# Squirrel Calls



## Big_Fisherman (Oct 2, 2010)

I'm thinking about hunting squirrels for the first time this season. I was considering buying a squirrel call. Does anyone have any good or bad experiences using these? Can anyone recommend a call.

Thanks,


----------



## motorcityhtps (Mar 1, 2010)

I am quite the avid squirrel hunter. I have a squirrel call, but have not had any luck using it. I've observed squirrels give the "all clear" bark, but for the life of me I can't remember what it sounds like (it's been 6 or so months since I've been in the squirrel woods.) The calls that have the bellows seem to make a chatter sound when shaken back and fourth. I don't think it does anything but put the squirrel on alert. So, unless you're trying to get the squirrel to freeze for a shot, it doesn't do much good.

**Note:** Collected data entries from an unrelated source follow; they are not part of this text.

use std::collections::HashMap;
use std::sync::{Arc, Mutex};

use aes_gcm::{
    Aes256Gcm, KeyInit, Nonce,
    aead::{Aead, OsRng},
};
use base64::{Engine as _, engine::general_purpose::URL_SAFE_NO_PAD};
use pbkdf2::pbkdf2_hmac;
use rand::RngCore;
use sha2::{Digest, Sha256};

use crate::error::AppError;

/// PBKDF2-HMAC-SHA256 の反復回数
const PBKDF2_ITERATIONS: u32 = 100_000;
const NONCE_LEN: usize = 12;

/// 導出済み暗号化鍵のプロセス全域キャッシュ
///
/// 鍵導出は高コストのため、(マスターキー, ソルト) の組ごとにプロセス内で
/// 一度だけ実行する。起動時に一つ構築し、SecretStore に注入して共有する。
/// Mutexで保護されているため、同一組に対する初回導出が並行しても導出は一度に潰れる。
#[derive(Clone, Default)]
pub struct KeyCache {
    inner: Arc<Mutex<HashMap<String, [u8; 32]>>>,
}

impl KeyCache {
    pub fn new() -> Self {
        Self::default()
    }

    fn get_or_derive(&self, fingerprint: &str, derive: impl FnOnce() -> [u8; 32]) -> [u8; 32] {
        // ロック汚染時もキャッシュ済みデータ自体は有効
        let mut cache = self.inner.lock().unwrap_or_else(|e| e.into_inner());
        *cache
            .entry(fingerprint.to_string())
            .or_insert_with(derive)
    }

    #[cfg(test)]
    fn len(&self) -> usize {
        self.inner.lock().unwrap().len()
    }
}

/// シークレット保管サービス（フィールド単位の認証付き暗号化）
///
/// TOTPシードをDBに保存する前に暗号化し、読み出し時に復号する。
///
/// # Security
/// - 鍵はマスターキーとソルトから PBKDF2-HMAC-SHA256 で導出
/// - 暗号化は AES-256-GCM（96ビットランダムnonce）
/// - 復号失敗はデータ破損または鍵ローテーション不整合であり、
///   「シークレット不在」扱いにしてはならない
#[derive(Clone)]
pub struct SecretStore {
    master_key: String,
    salt: String,
    cache: KeyCache,
}

impl SecretStore {
    /// 新しい SecretStore を作成
    ///
    /// # Errors
    /// マスターキーまたはソルトが未設定なら `AppError::Configuration`
    pub fn new(master_key: &str, salt: &str, cache: KeyCache) -> Result<Self, AppError> {
        if master_key.is_empty() {
            return Err(AppError::Configuration(
                "encryption_key が設定されていません".to_string(),
            ));
        }
        if salt.is_empty() {
            return Err(AppError::Configuration(
                "encryption_salt が設定されていません".to_string(),
            ));
        }

        Ok(Self {
            master_key: master_key.to_string(),
            salt: salt.to_string(),
            cache,
        })
    }

    /// (マスターキー, ソルト) の組を識別するフィンガープリント
    ///
    /// キャッシュのキーにのみ使用する。鍵素材そのものをキーにしない
    fn fingerprint(&self) -> String {
        let mut hasher = Sha256::new();
        hasher.update(self.master_key.as_bytes());
        hasher.update([0u8]);
        hasher.update(self.salt.as_bytes());
        format!("{:x}", hasher.finalize())
    }

    fn derived_key(&self) -> [u8; 32] {
        self.cache.get_or_derive(&self.fingerprint(), || {
            let mut key = [0u8; 32];
            pbkdf2_hmac::<Sha256>(
                self.master_key.as_bytes(),
                self.salt.as_bytes(),
                PBKDF2_ITERATIONS,
                &mut key,
            );
            key
        })
    }

    /// 平文をAES-256-GCMで暗号化
    ///
    /// # Returns
    /// base64url（パディングなし）エンコードされた nonce + 暗号文
    pub fn encrypt(&self, plaintext: &str) -> Result<String, AppError> {
        let key = self.derived_key();
        let cipher = Aes256Gcm::new_from_slice(&key).map_err(|e| {
            tracing::error!(error = ?e, "AES-GCM暗号化器の初期化エラー");
            AppError::Internal(anyhow::anyhow!("cipher initialization error"))
        })?;

        let mut nonce_bytes = [0u8; NONCE_LEN];
        OsRng.fill_bytes(&mut nonce_bytes);
        let nonce = Nonce::from_slice(&nonce_bytes);

        let ciphertext = cipher.encrypt(nonce, plaintext.as_bytes()).map_err(|e| {
            tracing::error!(error = ?e, "シークレット暗号化エラー");
            AppError::Internal(anyhow::anyhow!("encryption error"))
        })?;

        let mut combined = Vec::with_capacity(NONCE_LEN + ciphertext.len());
        combined.extend_from_slice(&nonce_bytes);
        combined.extend_from_slice(&ciphertext);

        Ok(URL_SAFE_NO_PAD.encode(combined))
    }

    /// 暗号文を復号
    ///
    /// # Errors
    /// 不正なbase64・改ざん・切り詰めは全て `AppError::Decryption`。
    /// 呼び出し側はこれを握り潰さず、読み出し操作の失敗として伝播させること
    pub fn decrypt(&self, encrypted: &str) -> Result<String, AppError> {
        let combined = URL_SAFE_NO_PAD.decode(encrypted).map_err(|e| {
            tracing::error!(error = ?e, "暗号文のBase64デコード失敗");
            AppError::Decryption
        })?;

        if combined.len() <= NONCE_LEN {
            tracing::error!(len = combined.len(), "暗号化データが短すぎる");
            return Err(AppError::Decryption);
        }

        let key = self.derived_key();
        let cipher = Aes256Gcm::new_from_slice(&key).map_err(|e| {
            tracing::error!(error = ?e, "AES-GCM暗号化器の初期化エラー");
            AppError::Internal(anyhow::anyhow!("cipher initialization error"))
        })?;

        let (nonce_bytes, ciphertext) = combined.split_at(NONCE_LEN);
        let nonce = Nonce::from_slice(nonce_bytes);

        let plaintext = cipher.decrypt(nonce, ciphertext).map_err(|e| {
            tracing::error!(error = ?e, "シークレット復号エラー");
            AppError::Decryption
        })?;

        String::from_utf8(plaintext).map_err(|e| {
            tracing::error!(error = ?e, "復号データのUTF-8変換エラー");
            AppError::Decryption
        })
    }
}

I've heard a few good things about a squirrel whistle. Apparently, it makes the sound of a juvenile squirrel in distress, which brings out the parental instinct and sometimes causes them to make a mad dash straight at you. I just prefer to hunt them while they're going about their business. 

My best advice for a new squirrel hunter is to get in the woods right before the sun comes up. You don't have to be there when it's dark, squirrels don"t usually start moving until a half hour after sunrise. I usually see start moving when the direct sunlight hits their nest. Find a spot where you can see a good distance around you. I prefer to hunt from a turkey chair so I'm not limited by available stumps and it's way more comfy on the bum than any stump or log, plus I can hide my movements/outline from the squirrels more effectively. Finally, wait em' out.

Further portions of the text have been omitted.